In this section we will learn how to ...

-  use Dask Dataframe to scale Pandas workloads
-  call `.compute` and `.persist` to trigger computation
-  start and scale a Dask cluster on Kubernetes
-  interpret dashboard plots


## We have several CSV files in cloud storage

In [None]:
from gcsfs import GCSFileSystem
gcs = GCSFileSystem()

sorted(gcs.glob('anaconda-public-data/nyc-taxi/csv/2015/yellow_*.csv'))

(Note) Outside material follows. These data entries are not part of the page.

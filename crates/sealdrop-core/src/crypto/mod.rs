//! Cryptographic primitives for sealdrop.
//!
//! - **AES-256-CBC + PKCS#7**: symmetric encryption of the compressed payload
//! - **ElGamal**: per-transfer key exchange over a freshly generated prime
//! - **SHA-256**: end-to-end integrity digests
//!
//! Every operation that consumes randomness takes the CSPRNG as an explicit
//! parameter. Production callers pass `rand::rngs::OsRng`; tests pass a
//! seeded generator. No operation reaches for an implicit global source.

pub mod cipher;
pub mod digest;
pub mod elgamal;

pub use cipher::SymmetricKey;
pub use elgamal::{ElGamalPrivateKey, ElGamalPublicKey, KeyCiphertext};

use rand::{CryptoRng, RngCore};
use subtle::ConstantTimeEq;

/// Generate cryptographically secure random bytes from the supplied source.
pub fn random_bytes<const N: usize>(rng: &mut (impl RngCore + CryptoRng)) -> [u8; N] {
    let mut bytes = [0u8; N];
    rng.fill_bytes(&mut bytes);
    bytes
}

/// Constant-time comparison of byte slices.
///
/// Does not early-exit on the first mismatched byte; prevents timing leaks
/// when comparing digests and hashed PINs.
pub fn constant_time_eq(a: &[u8], b: &[u8]) -> bool {
    a.ct_eq(b).into()
}

#[cfg(test)]
mod tests {
    use super::*;
    use rand::rngs::StdRng;
    use rand::SeedableRng;

    #[test]
    fn test_random_bytes_seeded_is_deterministic() {
        let a: [u8; 32] = random_bytes(&mut StdRng::seed_from_u64(7));
        let b: [u8; 32] = random_bytes(&mut StdRng::seed_from_u64(7));
        let c: [u8; 32] = random_bytes(&mut StdRng::seed_from_u64(8));
        assert_eq!(a, b);
        assert_ne!(a, c);
    }

    #[test]
    fn test_constant_time_eq() {
        assert!(constant_time_eq(b"hello", b"hello"));
        assert!(!constant_time_eq(b"hello", b"world"));
        assert!(!constant_time_eq(b"hello", b"hi"));
        assert!(constant_time_eq(b"", b""));
    }
}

## Read a subset with Pandas

It's too big to fit in memory on a single machine, so we pull out the first million rows to get a first impression.

In [None]:
import pandas as pd

with gcs.open('anaconda-public-data/nyc-taxi/csv/2015/yellow_tripdata_2015-01.csv') as f:
    df = pd.read_csv(f, nrows=1000000, parse_dates=['tpep_pickup_datetime', 'tpep_dropoff_datetime'])

In [None]:
df.head()

## Investigate the subset as normal

In [None]:
len(df)  # How many rides in the dataset

In [None]:
df.passenger_count.sum()  # How many passengers total?

In [None]:
df.passenger_count.value_counts()  # What was the distribution of passengers?

In [None]:
df.groupby(df.passenger_count).trip_distance.mean()  # What was the average trip distance, grouped by passenger

In [None]:
# Tip Fraction, grouped by hour-of-day
df2 = df[(df.tip_amount > 0) & (df.fare_amount > 0)]
df2['tip_fraction'] = df2.tip_amount / df2.fare_amount
hour = df2.groupby(df2.tpep_pickup_datetime.dt.hour).tip_fraction.mean()

In [None]:
%matplotlib inline

hour.plot(figsize=(10, 6), title='Tip Fraction by Hour')

## Start a Dask Cluster

Your notebook is conveniently attached to a Kubernetes cluster, so you can start a Dask cluster using the [dask-kubernetes](https://kubernetes.dask.org/en/latest/) project.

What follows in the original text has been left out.